The binary classification models were evaluated using the mean AUC over folds with the standard deviation. As there were multiple smartphone assessments matched to a given DaT scan label, the model output probabilities were averaged to give one classification for each DaT scan. Bootstrapping was conducted to calculate 95% confidence intervals (CIs) for the AUC values. The sensitivity and specificity were also calculated.

Predicting striatal DaT binding ratios

For each hemisphere, age-corrected binding ratios were predicted in four ROI: the right and left caudate and putamen. We then trained and evaluated both a simple decision tree regressor and an XGBoost regressor for each of these four ROIs, using both in-clinic and at-home assessments.

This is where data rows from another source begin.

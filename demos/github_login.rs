//! Walks through the "login with GitHub" round trip: print the authorize redirect, then trade the
//! code GitHub sends to the callback for the user's short profile.
//!
//! ```sh
//! GITHUB_CLIENT_ID=... GITHUB_CLIENT_SECRET=... cargo run --example github_login -- <code>
//! ```

// std
use std::{env, time::Duration};
// crates.io
use color_eyre::{Result, eyre::eyre};
// self
use identity_broker::{flows::ReqwestIdentityBroker, http::ReqwestHttpClient, reqwest::Client};

#[tokio::main]
async fn main() -> Result<()> {
	color_eyre::install()?;

	let client_id = env::var("GITHUB_CLIENT_ID")?;
	let client_secret = env::var("GITHUB_CLIENT_SECRET")?;
	// Timeouts and pooling belong to the shared client, not the broker.
	let client = Client::builder()
		.user_agent(ReqwestHttpClient::USER_AGENT)
		.timeout(Duration::from_secs(10))
		.build()?;
	let broker = ReqwestIdentityBroker::new(
		ReqwestHttpClient::with_client(client),
		client_id,
		client_secret,
		"http://localhost:8080/oauth/callback",
	);

	println!("Send your user to {}.", broker.login_url());

	let Some(code) = env::args().nth(1) else {
		println!("Re-run with the `code` query parameter GitHub appended to the callback.");

		return Ok(());
	};
	let identity = broker
		.exchange_code(&code)
		.await
		.map_err(|e| eyre!("GitHub login failed: {e}"))?;

	println!("Signed in as {:?} (id {}).", identity.display_name(), identity.id);

	Ok(())
}
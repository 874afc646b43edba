//! Login-with-a-provider OAuth 2.0 broker: build the authorize redirect, trade the callback code
//! for an access token, and resolve the signed-in user's short profile.

#![deny(clippy::all, missing_docs, unused_crate_dependencies)]

pub mod auth;
pub mod error;
pub mod flows;
pub mod http;
pub mod obs;
pub mod provider;
#[cfg(any(test, feature = "test"))]
pub mod _preludet {
	//! Convenience re-exports and helpers for tests; enabled via `cfg(test)` or the `test` crate
	//! feature.

	pub use crate::_prelude::*;

	// std
	use std::collections::VecDeque;
	// crates.io
	use oauth2::{
		AsyncHttpClient, HttpClientError, HttpRequest, HttpResponse,
		http::{HeaderMap, Method, StatusCode},
	};
	// self
	use crate::{flows::IdentityBroker, http::IdentityHttpClient, provider::ProviderDescriptor};

	/// Broker type alias wired to the scripted transport.
	pub type StubBroker = IdentityBroker<StubHttpClient>;

	/// Transport failure produced by [`StubHttpClient`] when a reply is scripted to fail.
	#[derive(Debug, ThisError)]
	#[error("Stub transport failure: {0}.")]
	pub struct StubTransportError(pub String);

	/// Outcome scripted for the next request seen by [`StubHttpClient`].
	#[derive(Clone, Debug)]
	pub enum StubReply {
		/// Respond with the given status and raw body.
		Respond {
			/// HTTP status code.
			status: u16,
			/// Raw response body.
			body: String,
		},
		/// Fail at the transport layer before any response exists.
		Fail(String),
	}
	impl StubReply {
		/// Successful JSON reply.
		pub fn ok(body: impl Into<String>) -> Self {
			Self::Respond { status: 200, body: body.into() }
		}

		/// Reply with an explicit status code.
		pub fn status(status: u16, body: impl Into<String>) -> Self {
			Self::Respond { status, body: body.into() }
		}

		/// Transport-level failure.
		pub fn fail(message: impl Into<String>) -> Self {
			Self::Fail(message.into())
		}
	}

	/// Snapshot of a request observed by [`StubHttpClient`].
	#[derive(Clone, Debug)]
	pub struct RecordedRequest {
		/// Request method.
		pub method: Method,
		/// Request URI.
		pub uri: String,
		/// Request headers.
		pub headers: HeaderMap,
		/// Raw request body.
		pub body: Vec<u8>,
	}
	impl RecordedRequest {
		/// Returns a header value as UTF-8, when present.
		pub fn header(&self, name: &str) -> Option<&str> {
			self.headers.get(name).and_then(|value| value.to_str().ok())
		}

		/// Returns the raw bytes of a header value, when present.
		pub fn header_bytes(&self, name: &str) -> Option<&[u8]> {
			self.headers.get(name).map(|value| value.as_bytes())
		}
	}

	#[derive(Debug, Default)]
	struct StubState {
		replies: Mutex<VecDeque<StubReply>>,
		requests: Mutex<Vec<RecordedRequest>>,
	}

	/// Scripted transport that replays queued replies in order and records every request.
	///
	/// Requests arriving after the script is exhausted fail at the transport layer.
	#[derive(Clone, Debug, Default)]
	pub struct StubHttpClient(Arc<StubState>);
	impl StubHttpClient {
		/// Creates a client that replays `replies` in order.
		pub fn scripted(replies: impl IntoIterator<Item = StubReply>) -> Self {
			let client = Self::default();

			client.0.replies.lock().extend(replies);

			client
		}

		/// Returns every request observed so far.
		pub fn requests(&self) -> Vec<RecordedRequest> {
			self.0.requests.lock().clone()
		}

		/// Number of requests observed so far.
		pub fn request_count(&self) -> usize {
			self.0.requests.lock().len()
		}
	}
	impl IdentityHttpClient for StubHttpClient {
		type Handle = StubHttpClient;
		type TransportError = StubTransportError;

		fn handle(&self) -> Self::Handle {
			self.clone()
		}
	}
	impl<'c> AsyncHttpClient<'c> for StubHttpClient {
		type Error = HttpClientError<StubTransportError>;
		type Future =
			Pin<Box<dyn Future<Output = Result<HttpResponse, Self::Error>> + 'c + Send + Sync>>;

		fn call(&'c self, request: HttpRequest) -> Self::Future {
			let state = Arc::clone(&self.0);

			Box::pin(async move {
				let (parts, body) = request.into_parts();

				state.requests.lock().push(RecordedRequest {
					method: parts.method,
					uri: parts.uri.to_string(),
					headers: parts.headers,
					body,
				});

				let reply = state.replies.lock().pop_front();

				match reply {
					Some(StubReply::Respond { status, body }) => {
						let mut response = HttpResponse::new(body.into_bytes());

						*response.status_mut() =
							StatusCode::from_u16(status).map_err(oauth2::http::Error::from)?;

						Ok(response)
					},
					Some(StubReply::Fail(message)) =>
						Err(HttpClientError::Reqwest(Box::new(StubTransportError(message)))),
					None => Err(HttpClientError::Reqwest(Box::new(StubTransportError(
						"no scripted reply left".into(),
					)))),
				}
			})
		}
	}

	/// Builds a broker over [`StubHttpClient`] using the supplied descriptor.
	pub fn build_stub_broker(
		descriptor: ProviderDescriptor,
		replies: impl IntoIterator<Item = StubReply>,
	) -> (StubBroker, StubHttpClient) {
		let http_client = StubHttpClient::scripted(replies);
		let broker = IdentityBroker::new(
			http_client.clone(),
			"client-stub",
			"secret-stub",
			"https://app.example.com/callback",
		)
		.with_descriptor(descriptor);

		(broker, http_client)
	}
}

mod _prelude {
	pub use std::{
		error::Error as StdError,
		fmt::{Debug, Display, Formatter, Result as FmtResult},
		future::Future,
		pin::Pin,
		sync::Arc,
	};

	#[cfg(any(test, feature = "test"))] pub use parking_lot::Mutex;
	#[cfg(feature = "reqwest")]
	pub use reqwest::{Client as ReqwestClient, Error as ReqwestError};
	pub use serde::{Deserialize, Serialize};
	pub use thiserror::Error as ThisError;
	pub use url::Url;

	pub use crate::error::{Error, Result};
}

#[cfg(feature = "reqwest")] pub use reqwest;
pub use url;
#[cfg(test)] use {color_eyre as _, httpmock as _};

As with the classifier, we averaged the outputs across all available smartphone assessments corresponding to each DaT scan. Model hyperparameters were optimised via a random grid search with 3-fold cross-validation, as previously described. We compared the performance of the smartphone-based model to both the naïve benchmark (mean in-sample prediction) and a clinical benchmark model using only the MDS-UPDRS-III. Regression performance was assessed using the root mean squared error (RMSE).

Descriptive statistics for groups: normal vs. abnormal, and pair-wise for HCs, RBD, and PD diagnostic groups with regards to the SBRs, were analysed. Significance for binary variables was given using the Mann–Whitney U-test. Two-sided Welch’s t-test was conducted for continuous variables. A one-way ANOVA with Tukey’s honestly significant difference (HSD) was conducted to test for differences between disease groups for each region. To assess differences in binding ratios across the four ROIs within each disease group, a repeated-measures ANOVA was performed, followed by pairwise (paired) t-tests with Bonferroni correction. All analysis was performed using Python version 3.10.4. Code is available through contacting the corresponding author.